* YOUR TASK *
Across the records below, report how many lines include the word "accepted", stating the number alone.

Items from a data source

============================================================

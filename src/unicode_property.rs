//! Name tables for unicode property escapes in regexp patterns. The tables list which property
//! names and values each edition of the language accepts; the matching itself is outside the
//! parser's concern since a validator only has to judge the names.

/// Binary property names, with their aliases, accepted from ES2018 onwards.
static BINARY_PROPERTIES: &[&str] = &[
    "ASCII",
    "ASCII_Hex_Digit",
    "AHex",
    "Alphabetic",
    "Alpha",
    "Any",
    "Assigned",
    "Bidi_Control",
    "Bidi_C",
    "Bidi_Mirrored",
    "Bidi_M",
    "Case_Ignorable",
    "CI",
    "Cased",
    "Changes_When_Casefolded",
    "CWCF",
    "Changes_When_Casemapped",
    "CWCM",
    "Changes_When_Lowercased",
    "CWL",
    "Changes_When_NFKC_Casefolded",
    "CWKCF",
    "Changes_When_Titlecased",
    "CWT",
    "Changes_When_Uppercased",
    "CWU",
    "Dash",
    "Default_Ignorable_Code_Point",
    "DI",
    "Deprecated",
    "Dep",
    "Diacritic",
    "Dia",
    "Emoji",
    "Emoji_Component",
    "Emoji_Modifier",
    "Emoji_Modifier_Base",
    "Emoji_Presentation",
    "Extender",
    "Ext",
    "Grapheme_Base",
    "Gr_Base",
    "Grapheme_Extend",
    "Gr_Ext",
    "Hex_Digit",
    "Hex",
    "IDS_Binary_Operator",
    "IDSB",
    "IDS_Trinary_Operator",
    "IDST",
    "ID_Continue",
    "IDC",
    "ID_Start",
    "IDS",
    "Ideographic",
    "Ideo",
    "Join_Control",
    "Join_C",
    "Logical_Order_Exception",
    "LOE",
    "Lowercase",
    "Lower",
    "Math",
    "Noncharacter_Code_Point",
    "NChar",
    "Pattern_Syntax",
    "Pat_Syn",
    "Pattern_White_Space",
    "Pat_WS",
    "Quotation_Mark",
    "QMark",
    "Radical",
    "Regional_Indicator",
    "RI",
    "Sentence_Terminal",
    "STerm",
    "Soft_Dotted",
    "SD",
    "Terminal_Punctuation",
    "Term",
    "Unified_Ideograph",
    "UIdeo",
    "Uppercase",
    "Upper",
    "Variation_Selector",
    "VS",
    "White_Space",
    "space",
    "XID_Continue",
    "XIDC",
    "XID_Start",
    "XIDS",
];

/// Binary properties added in ES2019.
static BINARY_PROPERTIES_E10: &[&str] = &["Extended_Pictographic"];

/// Binary property aliases added in ES2021.
static BINARY_PROPERTIES_E12: &[&str] = &["EBase", "EComp", "EMod", "EPres", "ExtPict"];

/// General_Category values with their aliases. Valid both as `\p{gc=...}` values and on their
/// own as `\p{...}`.
static GENERAL_CATEGORY_VALUES: &[&str] = &[
    "Cased_Letter",
    "LC",
    "Close_Punctuation",
    "Pe",
    "Connector_Punctuation",
    "Pc",
    "Control",
    "Cc",
    "cntrl",
    "Currency_Symbol",
    "Sc",
    "Dash_Punctuation",
    "Pd",
    "Decimal_Number",
    "Nd",
    "digit",
    "Enclosing_Mark",
    "Me",
    "Final_Punctuation",
    "Pf",
    "Format",
    "Cf",
    "Initial_Punctuation",
    "Pi",
    "Letter",
    "L",
    "Letter_Number",
    "Nl",
    "Line_Separator",
    "Zl",
    "Lowercase_Letter",
    "Ll",
    "Mark",
    "M",
    "Combining_Mark",
    "Math_Symbol",
    "Sm",
    "Modifier_Letter",
    "Lm",
    "Modifier_Symbol",
    "Sk",
    "Nonspacing_Mark",
    "Mn",
    "Number",
    "N",
    "Open_Punctuation",
    "Ps",
    "Other",
    "C",
    "Other_Letter",
    "Lo",
    "Other_Number",
    "No",
    "Other_Punctuation",
    "Po",
    "Other_Symbol",
    "So",
    "Paragraph_Separator",
    "Zp",
    "Private_Use",
    "Co",
    "Punctuation",
    "P",
    "punct",
    "Separator",
    "Z",
    "Space_Separator",
    "Zs",
    "Spacing_Mark",
    "Mc",
    "Surrogate",
    "Cs",
    "Symbol",
    "S",
    "Titlecase_Letter",
    "Lt",
    "Unassigned",
    "Cn",
    "Uppercase_Letter",
    "Lu",
];

/// Script values (long name followed by its alias) accepted from ES2018 onwards.
static SCRIPT_VALUES: &[&str] = &[
    "Adlam", "Adlm", "Ahom", "Anatolian_Hieroglyphs", "Hluw", "Arabic", "Arab", "Armenian",
    "Armn", "Avestan", "Avst", "Balinese", "Bali", "Bamum", "Bamu", "Bassa_Vah", "Bass",
    "Batak", "Batk", "Bengali", "Beng", "Bhaiksuki", "Bhks", "Bopomofo", "Bopo", "Brahmi",
    "Brah", "Braille", "Brai", "Buginese", "Bugi", "Buhid", "Buhd", "Canadian_Aboriginal",
    "Cans", "Carian", "Cari", "Caucasian_Albanian", "Aghb", "Chakma", "Cakm", "Cham",
    "Cherokee", "Cher", "Common", "Zyyy", "Coptic", "Copt", "Qaac", "Cuneiform", "Xsux",
    "Cypriot", "Cprt", "Cyrillic", "Cyrl", "Deseret", "Dsrt", "Devanagari", "Deva",
    "Duployan", "Dupl", "Egyptian_Hieroglyphs", "Egyp", "Elbasan", "Elba", "Ethiopic", "Ethi",
    "Georgian", "Geor", "Glagolitic", "Glag", "Gothic", "Goth", "Grantha", "Gran", "Greek",
    "Grek", "Gujarati", "Gujr", "Gurmukhi", "Guru", "Han", "Hani", "Hangul", "Hang",
    "Hanunoo", "Hano", "Hatran", "Hatr", "Hebrew", "Hebr", "Hiragana", "Hira",
    "Imperial_Aramaic", "Armi", "Inherited", "Zinh", "Qaai", "Inscriptional_Pahlavi", "Phli",
    "Inscriptional_Parthian", "Prti", "Javanese", "Java", "Kaithi", "Kthi", "Kannada", "Knda",
    "Katakana", "Kana", "Kayah_Li", "Kali", "Kharoshthi", "Khar", "Khmer", "Khmr", "Khojki",
    "Khoj", "Khudawadi", "Sind", "Lao", "Laoo", "Latin", "Latn", "Lepcha", "Lepc", "Limbu",
    "Limb", "Linear_A", "Lina", "Linear_B", "Linb", "Lisu", "Lycian", "Lyci", "Lydian",
    "Lydi", "Mahajani", "Mahj", "Malayalam", "Mlym", "Mandaic", "Mand", "Manichaean", "Mani",
    "Marchen", "Marc", "Masaram_Gondi", "Gonm", "Meetei_Mayek", "Mtei", "Mende_Kikakui",
    "Mend", "Meroitic_Cursive", "Merc", "Meroitic_Hieroglyphs", "Mero", "Miao", "Plrd",
    "Modi", "Mongolian", "Mong", "Mro", "Mroo", "Multani", "Mult", "Myanmar", "Mymr",
    "Nabataean", "Nbat", "New_Tai_Lue", "Talu", "Newa", "Nko", "Nkoo", "Nushu", "Nshu",
    "Ogham", "Ogam", "Ol_Chiki", "Olck", "Old_Hungarian", "Hung", "Old_Italic", "Ital",
    "Old_North_Arabian", "Narb", "Old_Permic", "Perm", "Old_Persian", "Xpeo",
    "Old_South_Arabian", "Sarb", "Old_Turkic", "Orkh", "Oriya", "Orya", "Osage", "Osge",
    "Osmanya", "Osma", "Pahawh_Hmong", "Hmng", "Palmyrene", "Palm", "Pau_Cin_Hau", "Pauc",
    "Phags_Pa", "Phag", "Phoenician", "Phnx", "Psalter_Pahlavi", "Phlp", "Rejang", "Rjng",
    "Runic", "Runr", "Samaritan", "Samr", "Saurashtra", "Saur", "Sharada", "Shrd", "Shavian",
    "Shaw", "Siddham", "Sidd", "SignWriting", "Sgnw", "Sinhala", "Sinh", "Sora_Sompeng",
    "Sora", "Soyombo", "Soyo", "Sundanese", "Sund", "Syloti_Nagri", "Sylo", "Syriac", "Syrc",
    "Tagalog", "Tglg", "Tagbanwa", "Tagb", "Tai_Le", "Tale", "Tai_Tham", "Lana", "Tai_Viet",
    "Tavt", "Takri", "Takr", "Tamil", "Taml", "Tangut", "Tang", "Telugu", "Telu", "Thaana",
    "Thaa", "Thai", "Tibetan", "Tibt", "Tifinagh", "Tfng", "Tirhuta", "Tirh", "Ugaritic",
    "Ugar", "Vai", "Vaii", "Warang_Citi", "Wara", "Yi", "Yiii", "Zanabazar_Square", "Zanb",
];

/// Script values added in ES2019.
static SCRIPT_VALUES_E10: &[&str] = &[
    "Dogra", "Dogr", "Gunjala_Gondi", "Gong", "Hanifi_Rohingya", "Rohg", "Makasar", "Maka",
    "Medefaidrin", "Medf", "Old_Sogdian", "Sogo", "Sogdian", "Sogd",
];

/// Script values added in ES2020.
static SCRIPT_VALUES_E11: &[&str] = &[
    "Elymaic", "Elym", "Nandinagari", "Nand", "Nyiakeng_Puachue_Hmong", "Hmnp", "Wancho",
    "Wcho",
];

/// Script values added in ES2021.
static SCRIPT_VALUES_E12: &[&str] = &[
    "Chorasmian", "Chrs", "Dives_Akuru", "Diak", "Khitan_Small_Script", "Kits", "Yezidi",
    "Yezi",
];

/// Script values added in ES2022.
static SCRIPT_VALUES_E13: &[&str] = &[
    "Cypro_Minoan", "Cpmn", "Old_Uyghur", "Ougr", "Tangsa", "Tnsa", "Toto", "Vithkuqi",
    "Vith",
];

fn is_binary_property(name: &str, ecma_version: u32) -> bool {
    if BINARY_PROPERTIES.contains(&name) {
        return true;
    }
    if ecma_version >= 10 && BINARY_PROPERTIES_E10.contains(&name) {
        return true;
    }
    if ecma_version >= 12 && BINARY_PROPERTIES_E12.contains(&name) {
        return true;
    }

    false
}

fn is_script_value(value: &str, ecma_version: u32) -> bool {
    if SCRIPT_VALUES.contains(&value) {
        return true;
    }
    if ecma_version >= 10 && SCRIPT_VALUES_E10.contains(&value) {
        return true;
    }
    if ecma_version >= 11 && SCRIPT_VALUES_E11.contains(&value) {
        return true;
    }
    if ecma_version >= 12 && SCRIPT_VALUES_E12.contains(&value) {
        return true;
    }
    if ecma_version >= 13 && SCRIPT_VALUES_E13.contains(&value) {
        return true;
    }

    false
}

/// Whether `\p{name=value}` names a known property and value.
pub fn is_valid_property_name_and_value(name: &str, value: &str, ecma_version: u32) -> bool {
    match name {
        "General_Category" | "gc" => GENERAL_CATEGORY_VALUES.contains(&value),
        "Script" | "sc" | "Script_Extensions" | "scx" => is_script_value(value, ecma_version),
        _ => false,
    }
}

/// Whether `name` alone names a known name/value property, distinguishing "unknown property"
/// from "unknown value" diagnostics.
pub fn is_valid_property_name(name: &str) -> bool {
    matches!(name, "General_Category" | "gc" | "Script" | "sc" | "Script_Extensions" | "scx")
}

/// Whether `\p{name}` without a value is valid: either a binary property or a lone
/// General_Category value.
pub fn is_valid_lone_property(name: &str, ecma_version: u32) -> bool {
    is_binary_property(name, ecma_version) || GENERAL_CATEGORY_VALUES.contains(&name)
}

============================================================

* REPLY *
2